Wasn’t it their right to mourn a father who’d done so much for them, been so much to them?

“It worked, didn’t it?” she asked.

Hell, yes. They’d barely had time to bury him before Jack Konrads called that meeting in the library and turned their sorrow into anger.

Tomas shook his head, dismissing the whole topic with a gesture of impatience. “His reasoning doesn’t change what we have to do.”

Angie’s silent regard, serious and thoughtful, tugged the bands of frustration in his chest tighter.

“What?” he barked.

“Rafe says you’re not…seeing…anyone.”

Her midsentence pause was just long enough for Tomas to know his brother had used another doing word. “What the hell would Rafe know about who I’m…seeing?”

For possibly the first time in her life, Angie’s gaze dropped away from his. Probably because of his brutal emphasis on that verb. Fine. He didn’t want to discuss his sex life, with her, with Rafe, with anyone.

Worse, he hated the notion that they’d been discussing it in his absence.

“Okay,” she said on an exhalation. “So, do you have any sort of a plan? Other than that crazy idea of paying someone?”

“What’s so crazy about it?”

“Yeesh, Tomas, do you really want that kind of woman to mother your child?”

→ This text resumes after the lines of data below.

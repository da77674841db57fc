//! Projection shapes
//!
//! A shape names the fields a view exposes and, optionally, nested views of
//! related records reached through `ref` fields. Binding a shape to a schema
//! validates every name and resolves the related collections.

use std::collections::BTreeMap;

use serde::{Deserialize, Serialize};

use crate::backend::FieldSelection;
use crate::query::{QueryError, QueryResult};
use crate::record::{RecordSchema, ID_FIELD};

/// Nested view of a related record
#[derive(Debug, Clone, PartialEq, Eq, Serialize, Deserialize)]
pub struct NestedShape {
    /// Name of the nested view in the output
    pub name: String,
    /// Reference field holding the related identifier
    pub via: String,
    /// Fields of the related record
    pub fields: Vec<String>,
}

/// Requested shape of a projection
#[derive(Debug, Clone, Default, PartialEq, Eq, Serialize, Deserialize)]
pub struct ProjectionShape {
    /// Fields of the record itself
    #[serde(default)]
    pub fields: Vec<String>,
    /// Related views
    #[serde(default)]
    pub nested: Vec<NestedShape>,
}

impl ProjectionShape {
    /// Flat shape over the given fields
    pub fn of<S: Into<String>>(fields: impl IntoIterator<Item = S>) -> Self {
        Self {
            fields: fields.into_iter().map(Into::into).collect(),
            nested: Vec::new(),
        }
    }

    /// Adds a nested view reached through `via`
    pub fn with_nested<S: Into<String>>(
        mut self,
        name: impl Into<String>,
        via: impl Into<String>,
        fields: impl IntoIterator<Item = S>,
    ) -> Self {
        self.nested.push(NestedShape {
            name: name.into(),
            via: via.into(),
            fields: fields.into_iter().map(Into::into).collect(),
        });
        self
    }

    /// Fields this shape needs from the projected record itself
    pub fn required_fields(&self) -> Vec<String> {
        let mut required: Vec<String> = Vec::new();
        let names = self
            .fields
            .iter()
            .chain(self.nested.iter().map(|n| &n.via));
        for name in names {
            if !required.contains(name) {
                required.push(name.clone());
            }
        }
        required
    }

    /// Validates the shape against `schema`; related schemas come from
    /// `schemas` keyed by collection.
    pub fn bind(
        &self,
        schema: &RecordSchema,
        schemas: &BTreeMap<String, RecordSchema>,
    ) -> QueryResult<BoundProjection> {
        for field in &self.fields {
            check_view_field(schema, field)?;
        }

        let mut nested = Vec::with_capacity(self.nested.len());
        for (pos, shape) in self.nested.iter().enumerate() {
            let clashes = shape.name == ID_FIELD
                || self.fields.contains(&shape.name)
                || self.nested[..pos].iter().any(|n| n.name == shape.name);
            if clashes {
                return Err(QueryError::query_invalid(format!(
                    "Nested view name '{}' collides with another projected name",
                    shape.name
                )));
            }
            check_field(schema, &shape.via)?;
            let collection = schema.ref_target(&shape.via).ok_or_else(|| {
                QueryError::query_invalid(format!(
                    "Field '{}' of '{}' is not a reference",
                    shape.via, schema.collection
                ))
            })?;
            let related = schemas.get(collection).ok_or_else(|| {
                QueryError::query_invalid(format!(
                    "No schema registered for related collection '{}'",
                    collection
                ))
            })?;
            for field in &shape.fields {
                check_view_field(related, field)?;
            }
            nested.push(BoundNested {
                name: shape.name.clone(),
                via: shape.via.clone(),
                collection: collection.to_string(),
                fields: shape.fields.clone(),
            });
        }

        Ok(BoundProjection {
            fields: self.fields.clone(),
            required: self.required_fields(),
            nested,
        })
    }
}

/// Views always carry `id`; listing it again is rejected
fn check_view_field(schema: &RecordSchema, field: &str) -> QueryResult<()> {
    if field == ID_FIELD {
        return Err(QueryError::query_invalid(format!(
            "Field '{}' is always projected and cannot be listed",
            ID_FIELD
        )));
    }
    check_field(schema, field)
}

fn check_field(schema: &RecordSchema, field: &str) -> QueryResult<()> {
    if schema.has_field(field) {
        Ok(())
    } else {
        Err(QueryError::unknown_field(&schema.collection, field))
    }
}

/// Nested view with its related collection resolved
#[derive(Debug, Clone, PartialEq, Eq)]
pub struct BoundNested {
    pub(crate) name: String,
    pub(crate) via: String,
    pub(crate) collection: String,
    pub(crate) fields: Vec<String>,
}

impl BoundNested {
    pub fn name(&self) -> &str {
        &self.name
    }

    pub fn collection(&self) -> &str {
        &self.collection
    }

    /// Minimal selection for the related records
    pub fn selection(&self) -> FieldSelection {
        FieldSelection::only(self.fields.iter().cloned())
    }
}

/// Projection validated against a schema
#[derive(Debug, Clone, PartialEq, Eq)]
pub struct BoundProjection {
    pub(crate) fields: Vec<String>,
    required: Vec<String>,
    pub(crate) nested: Vec<BoundNested>,
}

impl BoundProjection {
    /// Fields needed from the projected collection
    pub fn required_fields(&self) -> &[String] {
        &self.required
    }

    pub fn nested(&self) -> &[BoundNested] {
        &self.nested
    }

    /// Minimal selection for the projected records
    pub fn selection(&self) -> FieldSelection {
        FieldSelection::only(self.required.iter().cloned())
    }
}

“What kind would that be?”

She rolled her eyes. “The kind who’d do it for money.”

“I’m not talking prostitution.”

“Really?”

Something about her tone—and the arch of her brows—chafed his simmering frustration. “You got any better ideas? Women aren’t about to line up to have my baby.”

“You are so without a clue. I mean, look at you!” And she did. She leaned back and looked at him with a narrow-eyed thoroughness that reminded him all over again how much she’d changed. “Women find that whole rugged loner thing a complete turn-on.”

“What a load of bull!”

She made an impatient tsking sound with her tongue. “You get to the city occasionally…or at least you used to. You have to feel women looking you over. You can’t not know you’re like their living, breathing, outback fantasy.”

Fantasy? Big deal. What he needed was reality, female and available.

“Name me one of these women,” he said roughly. “One who’d have my baby.”

She blinked slowly and edged back another inch. Which is when he noticed that he’d gotten right in her face. Close enough that he heard the faint hiss of her indrawn breath. The only sound in the intense silence, until she spoke.

“I would.”

Two

Angie listened to those two short, stunning syllables echoing inside her head. I would. Where had that come from? Was she insane?

Definitely.

Otherwise she would be laughing, right? Not loopy, they’re-coming-to-take-me-away-ha-ha laughter, but a smooth chuckle as she nudged Tomas and said, “Ha, ha. Got you a good one, didn’t I?” Or something similarly offhand and flippant.

Anything to fill the awkward silence and the fact that her heart was thudding so hard it physically hurt, and that she really, really wanted to confess the truth.

Well, here’s the thing, Tomas…

I’ve loved you in some way pretty much all of my life. I’ve wanted to marry you ever since I was thirteen. Somewhere around fourteen I’d already named our babies—three of them, all boys, all with your baby blues.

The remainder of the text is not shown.